Eve Kemps and Marida Tiggemann of Flinders University in Australia reviewed the latest research on food craving and found some fascinating stuff.
What is the difference between a food craving and hunger? Food cravings are usually pretty specific. For me, it is dark chocolate with hazelnut toffee. There, I just got up and ate 2 squares.
Research suggests that the reason cravings are so specific is the vivid image the person has of the food. The mental capacity it takes to create and hold onto this clear picture of food actually affects our ability to perform other cognitive tasks. For example, in an experiment where two sets of volunteers were made to solve word and math problems, the group that was craving chocolate preformed worse. The theory is that so much of our cognitive resources are going to imagine the food, our brains have a hard time completing other tasks. Its no wonder we finally end up giving into these cravings. We want our minds back!

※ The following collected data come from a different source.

//! One-call band filtering of sampled signals.

use super::design::{iir_design, BaFormatFilter, FilterBandType, FilterMethod};
use super::{filtfilt, lfilter, FiltFiltPad};
use crate::kernel::{ConfigError, KernelLifecycle};
use alloc::{format, vec, vec::Vec};
use core::{fmt, str::FromStr};
use ndarray::{Array, ArrayBase, Data, Dimension};
use neurosig_core::{Error, Result};

/// How designed coefficients are applied to the signal.
#[derive(Debug, Clone, Copy, PartialEq, Eq, Hash, Default)]
#[cfg_attr(
    feature = "serde",
    derive(serde::Serialize, serde::Deserialize),
    serde(rename_all = "lowercase")
)]
pub enum FilterDirection {
    /// Forward then backward: zero phase, non-causal.
    #[default]
    FiltFilt,
    /// Single causal pass, introduces group delay.
    LFilter,
}

impl FilterDirection {
    /// Lower-case name, as accepted by [`FromStr`].
    pub fn as_str(&self) -> &'static str {
        match self {
            FilterDirection::FiltFilt => "filtfilt",
            FilterDirection::LFilter => "lfilter",
        }
    }
}

impl FromStr for FilterDirection {
    type Err = Error;

    fn from_str(s: &str) -> Result<Self> {
        match s {
            "filtfilt" => Ok(FilterDirection::FiltFilt),
            "lfilter" => Ok(FilterDirection::LFilter),
            other => Err(Error::invalid_arg(
                "way",
                format!("expected one of 'filtfilt', 'lfilter', got '{other}'"),
            )),
        }
    }
}

impl fmt::Display for FilterDirection {
    fn fmt(&self, f: &mut fmt::Formatter<'_>) -> fmt::Result {
        f.write_str(self.as_str())
    }
}

/// Normalise the band edges `f` (Hz) by the Nyquist frequency `sf / 2`.
///
/// Bandpass and bandstop use both values of `f`; lowpass uses the last one and highpass the
/// first one. Every edge used must lie strictly between 0 and `sf / 2`.
///
/// ```
/// use neurosig::signal::filter::{design::FilterBandType, normalize_band};
///
/// assert_eq!(normalize_band(8., &[1., 3.], FilterBandType::Bandpass).unwrap(), vec![0.25, 0.75]);
/// assert_eq!(normalize_band(8., &[1., 3.], FilterBandType::Lowpass).unwrap(), vec![0.75]);
/// assert_eq!(normalize_band(8., &[1., 3.], FilterBandType::Highpass).unwrap(), vec![0.25]);
/// ```
pub fn normalize_band(sf: f64, f: &[f64], btype: FilterBandType) -> Result<Vec<f64>> {
    if !(sf.is_finite() && sf > 0.) {
        return Err(Error::invalid_arg(
            "sf",
            format!("sampling frequency must be finite and > 0, got {sf}"),
        ));
    }
    let edges: Vec<f64> = match (btype, f) {
        (FilterBandType::Bandpass | FilterBandType::Bandstop, [lo, hi]) => vec![*lo, *hi],
        (FilterBandType::Lowpass, [.., hi]) => vec![*hi],
        (FilterBandType::Highpass, [lo, ..]) => vec![*lo],
        _ => {
            return Err(Error::invalid_arg(
                "f",
                format!("{btype} filtering needs a (low, high) band, got {f:?}"),
            ))
        }
    };
    if f.len() > 2 {
        return Err(Error::invalid_arg(
            "f",
            format!("expected at most two band edges, got {f:?}"),
        ));
    }
    let nyquist = sf / 2.;
    if let Some(edge) = edges.iter().find(|e| !(**e > 0. && **e < nyquist)) {
        return Err(Error::invalid_arg(
            "f",
            format!("band edge {edge} Hz must satisfy 0 < f < sf/2 = {nyquist} Hz"),
        ));
    }
    if let [lo, hi] = edges.as_slice() {
        if lo >= hi {
            return Err(Error::invalid_arg(
                "f",
                format!("band edges must be increasing, got ({lo}, {hi})"),
            ));
        }
    }
    Ok(edges.iter().map(|e| e / nyquist).collect())
}

/// Constructor config for [`FiltKernel`].
#[derive(Debug, Clone, PartialEq)]
#[cfg_attr(
    feature = "serde",
    derive(serde::Serialize, serde::Deserialize),
    serde(default)
)]
pub struct FiltConfig {
    /// Sampling frequency in Hz.
    pub sf: f64,
    /// Band edges in Hz.
    pub f: Vec<f64>,
    /// Band type.
    pub btype: FilterBandType,
    /// Filter order.
    pub order: usize,
    /// Prototype family.
    pub method: FilterMethod,
    /// Application direction.
    pub way: FilterDirection,
    /// Time axis of the filtered arrays.
    pub axis: Option<isize>,
}

impl Default for FiltConfig {
    fn default() -> Self {
        Self {
            sf: 0.,
            f: Vec::new(),
            btype: FilterBandType::Bandpass,
            order: 3,
            method: FilterMethod::Butterworth,
            way: FilterDirection::FiltFilt,
            axis: Some(0),
        }
    }
}

/// Validated band filter. Coefficients are designed on each run.
#[derive(Debug, Clone, PartialEq)]
pub struct FiltKernel {
    wn: Vec<f64>,
    btype: FilterBandType,
    order: usize,
    method: FilterMethod,
    way: FilterDirection,
    axis: Option<isize>,
}

impl KernelLifecycle for FiltKernel {
    type Config = FiltConfig;

    fn try_new(config: Self::Config) -> core::result::Result<Self, ConfigError> {
        if config.order == 0 {
            return Err(ConfigError::invalid("order", "must be >= 1, got 0"));
        }
        let wn = normalize_band(config.sf, &config.f, config.btype).map_err(|err| match err {
            Error::InvalidArg { arg, reason } if arg == "sf" => ConfigError::invalid("sf", reason),
            Error::InvalidArg { reason, .. } => ConfigError::invalid("f", reason),
            other => ConfigError::invalid("f", format!("{other}")),
        })?;
        Ok(Self {
            wn,
            btype: config.btype,
            order: config.order,
            method: config.method,
            way: config.way,
            axis: config.axis,
        })
    }
}

impl FiltKernel {
    /// Critical frequencies normalised to Nyquist.
    pub fn wn(&self) -> &[f64] {
        &self.wn
    }

    /// Design the `(b, a)` coefficients of this filter.
    pub fn design(&self) -> Result<BaFormatFilter<f64>> {
        iir_design(self.order, &self.wn, self.btype, self.method)
    }

    /// Filter `x` along the configured axis. The input is not modified.
    pub fn run<S, D>(&self, x: &ArrayBase<S, D>) -> Result<Array<f64, D>>
    where
        S: Data<Elem = f64>,
        D: Dimension,
    {
        let BaFormatFilter { b, a } = self.design()?;
        match self.way {
            FilterDirection::FiltFilt => {
                filtfilt(&b, &a, x, self.axis, Some(FiltFiltPad::default()))
            }
            FilterDirection::LFilter => lfilter(&b, &a, x, self.axis),
        }
    }
}

/// Filter `x` in the band `f` (Hz) sampled at `sf` Hz.
///
/// # Parameters
/// * `sf`: sampling frequency, must be > 0.
/// * `f`: band edges `(low, high)`. Lowpass only uses `high`, highpass only uses `low`.
/// * `x`: data to filter along `axis` (default `0`).
/// * `btype`, `order`, `method`: the IIR design, see [`iir_design`].
/// * `way`: zero-phase forward-backward or single causal pass.
///
/// # Errors
/// `InvalidArg` when a parameter is out of domain (naming it and its value),
/// `DesignFailure` when the requested design is not stable.
///
/// ```
/// use ndarray::Array1;
/// use neurosig::signal::filter::{design::{FilterBandType, FilterMethod}, filt, FilterDirection};
///
/// let x = Array1::from_iter((0..512).map(|i| (i as f64 * 0.3).sin()));
/// let y = filt(
///     256.,
///     &[8., 12.],
///     &x,
///     FilterBandType::Bandpass,
///     3,
///     FilterMethod::Butterworth,
///     FilterDirection::FiltFilt,
///     None,
/// )
/// .unwrap();
/// assert_eq!(y.len(), x.len());
/// ```
#[allow(clippy::too_many_arguments)]
pub fn filt<S, D>(
    sf: f64,
    f: &[f64],
    x: &ArrayBase<S, D>,
    btype: FilterBandType,
    order: usize,
    method: FilterMethod,
    way: FilterDirection,
    axis: Option<isize>,
) -> Result<Array<f64, D>>
where
    S: Data<Elem = f64>,
    D: Dimension,
{
    let kernel = FiltKernel::try_new(FiltConfig {
        sf,
        f: f.to_vec(),
        btype,
        order,
        method,
        way,
        axis,
    })?;
    log::debug!(
        "filt: sf {sf} Hz, f {f:?} -> wn {:?}, {btype} order {order} {method} {way}, axis {axis:?}",
        kernel.wn()
    );
    kernel.run(x)
}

Who can’t relate to that? So, this is where visualization comes in. The latest research indicates that we can “visualize” out way out of the craving. Basically, by shifting the brain’s focus to a new visual task, it can help loosen its grip on the food image. One experiment showed that food-craving volunteers who visualized images of common sights reduced their cravings. Researchers think there is great promise in using visual tasks to curb cravings and possibly other substances such as drugs and alcohol.
I don’t know if I am more pleased that I can try and visualize myself from eating chocolate or that research shows if I just go ahead and eat it my cognitive abilities will be restored….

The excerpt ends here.